● YOUR OBJECTIVE
Go through the records and extract every line with the word "envelope".

● THE DATA
<<<<

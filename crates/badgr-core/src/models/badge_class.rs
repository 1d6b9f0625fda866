//! 徽章定义

use chrono::{DateTime, Utc};
use serde::{Deserialize, Serialize};
use serde_json::Value;
use sqlx::types::Json;

use super::enums::ExpiresDuration;

/// 对齐的教育目标或能力标准
#[derive(Debug, Clone, PartialEq, Serialize, Deserialize)]
#[serde(rename_all = "camelCase")]
pub struct Alignment {
    pub target_name: String,
    pub target_url: String,
    #[serde(default, skip_serializing_if = "Option::is_none")]
    pub target_description: Option<String>,
    #[serde(default, skip_serializing_if = "Option::is_none")]
    pub target_framework: Option<String>,
    #[serde(default, skip_serializing_if = "Option::is_none")]
    pub target_code: Option<String>,
}

#[derive(Debug, Clone, Serialize, Deserialize, sqlx::FromRow)]
pub struct BadgeClass {
    pub id: i64,
    pub entity_id: String,
    pub issuer_id: i64,
    pub issuer_entity_id: String,
    pub name: String,
    pub description: String,
    #[sqlx(default)]
    pub image: Option<String>,
    #[sqlx(default)]
    pub criteria_url: Option<String>,
    /// Markdown 格式的获得条件
    #[sqlx(default)]
    pub criteria_text: Option<String>,
    pub alignments: Json<Vec<Alignment>>,
    pub tags: Json<Vec<String>>,
    #[sqlx(default)]
    pub expires_amount: Option<i32>,
    #[sqlx(default)]
    pub expires_duration: Option<ExpiresDuration>,
    pub extensions: Value,
    #[sqlx(default)]
    pub source_url: Option<String>,
    #[sqlx(default)]
    pub original_json: Option<Value>,
    #[sqlx(default)]
    pub created_by: Option<i64>,
    #[sqlx(default)]
    pub created_by_entity_id: Option<String>,
    pub created_at: DateTime<Utc>,
    pub updated_at: DateTime<Utc>,
}

impl BadgeClass {
    /// 按有效期规则计算颁发时间对应的过期时间，未配置时返回 None
    pub fn expiration_for(&self, issued_on: DateTime<Utc>) -> Option<DateTime<Utc>> {
        match (self.expires_amount, self.expires_duration) {
            (Some(amount), Some(duration)) if amount > 0 => duration.add_to(issued_on, amount),
            _ => None,
        }
    }
}

/// 新建徽章定义参数
#[derive(Debug, Clone)]
pub struct NewBadgeClass {
    pub entity_id: String,
    pub issuer_id: i64,
    pub name: String,
    pub description: String,
    pub image: Option<String>,
    pub criteria_url: Option<String>,
    pub criteria_text: Option<String>,
    pub alignments: Vec<Alignment>,
    pub tags: Vec<String>,
    pub expires_amount: Option<i32>,
    pub expires_duration: Option<ExpiresDuration>,
    pub extensions: Value,
    pub source_url: Option<String>,
    pub original_json: Option<Value>,
    pub created_by: Option<i64>,
}

#[cfg(test)]
mod tests {
    use super::*;
    use chrono::TimeZone;

    fn badge_class(amount: Option<i32>, duration: Option<ExpiresDuration>) -> BadgeClass {
        let now = Utc::now();
        BadgeClass {
            id: 1,
            entity_id: "bc".into(),
            issuer_id: 1,
            issuer_entity_id: "iss".into(),
            name: "Badge".into(),
            description: "d".into(),
            image: None,
            criteria_url: None,
            criteria_text: None,
            alignments: Json(vec![]),
            tags: Json(vec![]),
            expires_amount: amount,
            expires_duration: duration,
            extensions: Value::Object(Default::default()),
            source_url: None,
            original_json: None,
            created_by: None,
            created_by_entity_id: None,
            created_at: now,
            updated_at: now,
        }
    }

    #[test]
    fn test_expiration_rule() {
        let issued = Utc.with_ymd_and_hms(2024, 3, 1, 0, 0, 0).unwrap();
        let bc = badge_class(Some(10), Some(ExpiresDuration::Days));
        assert_eq!(
            bc.expiration_for(issued),
            Some(Utc.with_ymd_and_hms(2024, 3, 11, 0, 0, 0).unwrap())
        );
        assert_eq!(badge_class(None, None).expiration_for(issued), None);
        assert_eq!(
            badge_class(Some(0), Some(ExpiresDuration::Years)).expiration_for(issued),
            None
        );
    }

    #[test]
    fn test_alignment_camel_case() {
        let alignment: Alignment = serde_json::from_value(serde_json::json!({
            "targetName": "Skill",
            "targetUrl": "https://example.org/skill",
            "targetCode": "S1"
        }))
        .unwrap();
        assert_eq!(alignment.target_code.as_deref(), Some("S1"));
        let back = serde_json::to_value(&alignment).unwrap();
        assert!(back.get("targetFramework").is_none());
    }
}
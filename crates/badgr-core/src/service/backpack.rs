//! 背包：接收者视角的徽章实例
//!
//! 列表按用户缓存在 Redis 中，任何改变用户背包内容的操作都会通过
//! [`UserPublisher`] 让缓存失效。

use std::sync::Arc;
use std::time::Duration;

use tracing::{info, instrument, warn};

use badgr_shared::cache::{Cache, CacheKey};
use badgr_shared::observability::metrics;

use crate::badgecheck::{BadgeCheck, ImportSource};
use crate::error::{CoreError, Result};
use crate::models::{Acceptance, BadgeInstance, UserAccount};
use crate::publisher::UserPublisher;
use crate::repository::Repositories;

pub struct BackpackService {
    repos: Repositories,
    publisher: Arc<dyn UserPublisher>,
    cache: Option<Arc<Cache>>,
    cache_ttl: Duration,
}

impl BackpackService {
    pub fn new(
        repos: Repositories,
        publisher: Arc<dyn UserPublisher>,
        cache: Option<Arc<Cache>>,
        cache_ttl: Duration,
    ) -> Self {
        Self {
            repos,
            publisher,
            cache,
            cache_ttl,
        }
    }

    async fn load(&self, account: &UserAccount) -> Result<Vec<BadgeInstance>> {
        self.repos
            .assertions
            .list_for_recipients(&account.verified_identifiers())
            .await
    }

    /// 用户背包中的实例；Redis 不可用时直接查库
    #[instrument(skip(self, account), fields(user = %account.entity_id()))]
    pub async fn list(&self, account: &UserAccount) -> Result<Vec<BadgeInstance>> {
        let Some(cache) = &self.cache else {
            return self.load(account).await;
        };

        let key = CacheKey::backpack_assertions(account.entity_id());
        match cache
            .get_or_set(&key, self.cache_ttl, || self.load(account))
            .await
        {
            Ok(instances) => Ok(instances),
            Err(CoreError::Infrastructure(e)) => {
                warn!(key = %key, error = %e, "背包缓存不可用，回退到数据库");
                self.load(account).await
            }
            Err(e) => Err(e),
        }
    }

    /// 按 entity_id 取用户背包中的实例；不属于该用户、已撤销或已拒绝时返回 None
    pub async fn get(&self, account: &UserAccount, entity_id: &str) -> Result<Option<BadgeInstance>> {
        let Some(instance) = self.repos.assertions.get_by_entity_id(entity_id).await? else {
            return Ok(None);
        };
        let owned = !instance.revoked
            && instance.acceptance != Acceptance::Rejected
            && account.owns_recipient(&instance.recipient_identifier, instance.recipient_type);
        Ok(owned.then_some(instance))
    }

    /// 接受实例；每次调用恰好发布一次（owner 存在时）
    #[instrument(skip(self, instance), fields(assertion = %instance.entity_id))]
    pub async fn accept(
        &self,
        mut instance: BadgeInstance,
        owner_entity_id: Option<&str>,
    ) -> Result<BadgeInstance> {
        instance.accept();
        let saved = self.repos.assertions.update(&instance).await?;
        if let Some(owner) = owner_entity_id {
            self.publisher.publish_user(owner).await;
        }
        Ok(saved)
    }

    /// 拒绝实例并从用户所有收藏集中移除
    #[instrument(skip(self, account, instance), fields(assertion = %instance.entity_id))]
    pub async fn reject(&self, account: &UserAccount, mut instance: BadgeInstance) -> Result<()> {
        instance.reject();
        self.repos.assertions.update(&instance).await?;
        self.repos.collections.remove_assertion(instance.id).await?;
        self.publisher.publish_user(account.entity_id()).await;
        info!(assertion = %instance.entity_id, user = %account.entity_id(), "Assertion rejected from backpack");
        Ok(())
    }

    /// 导入外部徽章；已存在时改为接受并返回 DuplicateBadge
    #[instrument(skip(self, checker, source, account), fields(kind = source.kind(), user = %account.entity_id()))]
    pub async fn import(
        &self,
        checker: &dyn BadgeCheck,
        source: ImportSource,
        account: &UserAccount,
    ) -> Result<BadgeInstance> {
        let outcome = match checker.get_or_create_assertion(source, account).await {
            Ok(outcome) => outcome,
            Err(e) => {
                metrics::record_backpack_import("failed");
                return Err(e);
            }
        };

        if !outcome.created {
            let mut existing = outcome.instance;
            existing.accept();
            self.repos.assertions.update(&existing).await?;
            self.publisher.publish_user(account.entity_id()).await;
            metrics::record_backpack_import("duplicate");
            return Err(CoreError::DuplicateBadge);
        }

        metrics::record_backpack_import("created");
        self.publisher.publish_user(account.entity_id()).await;
        Ok(outcome.instance)
    }
}
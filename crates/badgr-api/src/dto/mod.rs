//! 数据传输对象
//!
//! 请求体校验、响应表示以及 V2 信封与分页

pub mod assertion;
pub mod backpack;
pub mod badge_class;
pub mod collection;
pub mod envelope;
pub mod import;
pub mod issuer;
pub mod pagination;
pub mod query;
pub mod related;
pub mod token;

pub use assertion::{AssertionDto, AssertionRequest, BatchIssueRequest, RevokeResult};
pub use backpack::AcceptanceRequest;
pub use badge_class::{BadgeClassDto, BadgeClassRequest};
pub use collection::{CollectionDto, CollectionRequest};
pub use envelope::{Pagination, V2Response};
pub use import::ImportRequest;
pub use issuer::{IssuerDto, IssuerRequest};
pub use pagination::{Paginator, parse_num};
pub use query::{ChangedSinceQuery, Expands, ListQuery};
pub use related::Related;
pub use token::{IssuerTokensRequest, TokenRequest, TokenResponse};

use serde::{Deserialize, Deserializer};
use serde_json::Value;
use validator::ValidationError;

pub(crate) fn empty_object() -> Value {
    Value::Object(Default::default())
}

pub(crate) fn non_blank(value: &str) -> Result<(), ValidationError> {
    if value.trim().is_empty() {
        return Err(ValidationError::new("blank").with_message("This field may not be blank.".into()));
    }
    Ok(())
}

pub(crate) fn validate_extensions(value: &Value) -> Result<(), ValidationError> {
    if value.is_object() {
        Ok(())
    } else {
        Err(ValidationError::new("extensions").with_message("Extensions must be an object".into()))
    }
}

/// 区分字段缺失（None）与显式 null（Some(None)），需配合 `#[serde(default)]`
pub(crate) fn present<'de, D, T>(deserializer: D) -> Result<Option<Option<T>>, D::Error>
where
    D: Deserializer<'de>,
    T: Deserialize<'de>,
{
    Option::<T>::deserialize(deserializer).map(Some)
}

#[cfg(test)]
mod tests {
    use super::*;
    use serde_json::json;

    #[derive(Deserialize)]
    struct Holder {
        #[serde(default, deserialize_with = "present")]
        value: Option<Option<String>>,
    }

    #[test]
    fn test_present_distinguishes_null() {
        let missing: Holder = serde_json::from_value(json!({})).unwrap();
        assert_eq!(missing.value, None);
        let null: Holder = serde_json::from_value(json!({"value": null})).unwrap();
        assert_eq!(null.value, Some(None));
        let set: Holder = serde_json::from_value(json!({"value": "x"})).unwrap();
        assert_eq!(set.value, Some(Some("x".into())));
    }

    #[test]
    fn test_non_blank() {
        assert!(non_blank("a").is_ok());
        assert!(non_blank("  ").is_err());
    }
}
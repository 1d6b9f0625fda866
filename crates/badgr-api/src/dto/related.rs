//! 响应渲染时按需加载关联的徽章定义与发行方
//!
//! 同一次请求内按 id 缓存，列表渲染时每个关联对象只查询一次

use std::collections::HashMap;

use serde_json::Value;

use badgr_core::models::{BadgeClass, BadgeInstance, Issuer};
use badgr_core::openbadges::RenderOptions;

use super::assertion::AssertionDto;
use super::badge_class::BadgeClassDto;
use super::query::Expands;
use crate::error::{ApiError, Result};
use crate::state::AppState;

pub struct Related<'a> {
    state: &'a AppState,
    badge_classes: HashMap<i64, BadgeClass>,
    issuers: HashMap<i64, Issuer>,
}

impl<'a> Related<'a> {
    pub fn new(state: &'a AppState) -> Self {
        Self {
            state,
            badge_classes: HashMap::new(),
            issuers: HashMap::new(),
        }
    }

    pub async fn badge_class(&mut self, id: i64) -> Result<BadgeClass> {
        if let Some(found) = self.badge_classes.get(&id) {
            return Ok(found.clone());
        }
        let badge_class = self
            .state
            .repos
            .badge_classes
            .get(id)
            .await?
            .ok_or_else(|| ApiError::Internal(format!("badge class {} missing", id)))?;
        self.badge_classes.insert(id, badge_class.clone());
        Ok(badge_class)
    }

    pub async fn issuer(&mut self, id: i64) -> Result<Issuer> {
        if let Some(found) = self.issuers.get(&id) {
            return Ok(found.clone());
        }
        let issuer = self
            .state
            .repos
            .issuers
            .get(id)
            .await?
            .ok_or_else(|| ApiError::Internal(format!("issuer {} missing", id)))?;
        self.issuers.insert(id, issuer.clone());
        Ok(issuer)
    }

    pub async fn badge_class_dto(&mut self, badge_class: BadgeClass) -> Result<BadgeClassDto> {
        let issuer = self.issuer(badge_class.issuer_id).await?;
        let urls = &self.state.urls;
        let open_badge_id = urls.badge_class_jsonld_id(&badge_class);
        Ok(BadgeClassDto::new(
            badge_class,
            open_badge_id,
            urls.issuer_jsonld_id(&issuer),
        ))
    }

    pub async fn badge_class_dtos(&mut self, badge_classes: Vec<BadgeClass>) -> Result<Vec<BadgeClassDto>> {
        let mut dtos = Vec::with_capacity(badge_classes.len());
        for badge_class in badge_classes {
            dtos.push(self.badge_class_dto(badge_class).await?);
        }
        Ok(dtos)
    }

    /// 发行方视角的实例表示
    pub async fn assertion(&mut self, instance: BadgeInstance) -> Result<AssertionDto> {
        let badge_class = self.badge_class(instance.badgeclass_id).await?;
        let issuer = self.issuer(instance.issuer_id).await?;
        let urls = &self.state.urls;
        let open_badge_id = urls.assertion_jsonld_id(&instance);
        Ok(AssertionDto::new(
            instance,
            open_badge_id,
            urls.badge_class_jsonld_id(&badge_class),
            urls.issuer_jsonld_id(&issuer),
        ))
    }

    pub async fn assertions(&mut self, instances: Vec<BadgeInstance>) -> Result<Vec<AssertionDto>> {
        let mut dtos = Vec::with_capacity(instances.len());
        for instance in instances {
            dtos.push(self.assertion(instance).await?);
        }
        Ok(dtos)
    }

    /// 背包表示：带 pending；展开 badgeclass 时内联徽章定义文档，
    /// 同时展开 issuer 时发行方文档嵌在 badgeclass.issuer 下
    pub async fn backpack_assertion(&mut self, instance: BadgeInstance, expands: Expands) -> Result<AssertionDto> {
        let pending = instance.pending();
        let badgeclass = if expands.badgeclass {
            Some(self.expanded_badge_class(instance.badgeclass_id, expands.issuer).await?)
        } else {
            None
        };

        let mut dto = self.assertion(instance).await?;
        dto.pending = Some(pending);
        if let Some(badgeclass) = badgeclass {
            dto.badgeclass = badgeclass;
        }
        Ok(dto)
    }

    pub async fn backpack_assertions(
        &mut self,
        instances: Vec<BadgeInstance>,
        expands: Expands,
    ) -> Result<Vec<AssertionDto>> {
        let mut dtos = Vec::with_capacity(instances.len());
        for instance in instances {
            dtos.push(self.backpack_assertion(instance, expands).await?);
        }
        Ok(dtos)
    }

    async fn expanded_badge_class(&mut self, badge_class_id: i64, with_issuer: bool) -> Result<Value> {
        let badge_class = self.badge_class(badge_class_id).await?;
        let issuer = self.issuer(badge_class.issuer_id).await?;
        let urls = &self.state.urls;

        let mut doc = urls.badge_class_json(
            &badge_class,
            &urls.issuer_jsonld_id(&issuer),
            RenderOptions::expanded(),
        );
        if with_issuer {
            if let Some(object) = doc.as_object_mut() {
                object.insert(
                    "issuer".to_string(),
                    urls.issuer_json(&issuer, RenderOptions::expanded()),
                );
            }
        }
        Ok(doc)
    }
}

>>>>

● WRITTEN SOLUTION
pub mod envelope;
pub use envelope::{Pagination, V2Response};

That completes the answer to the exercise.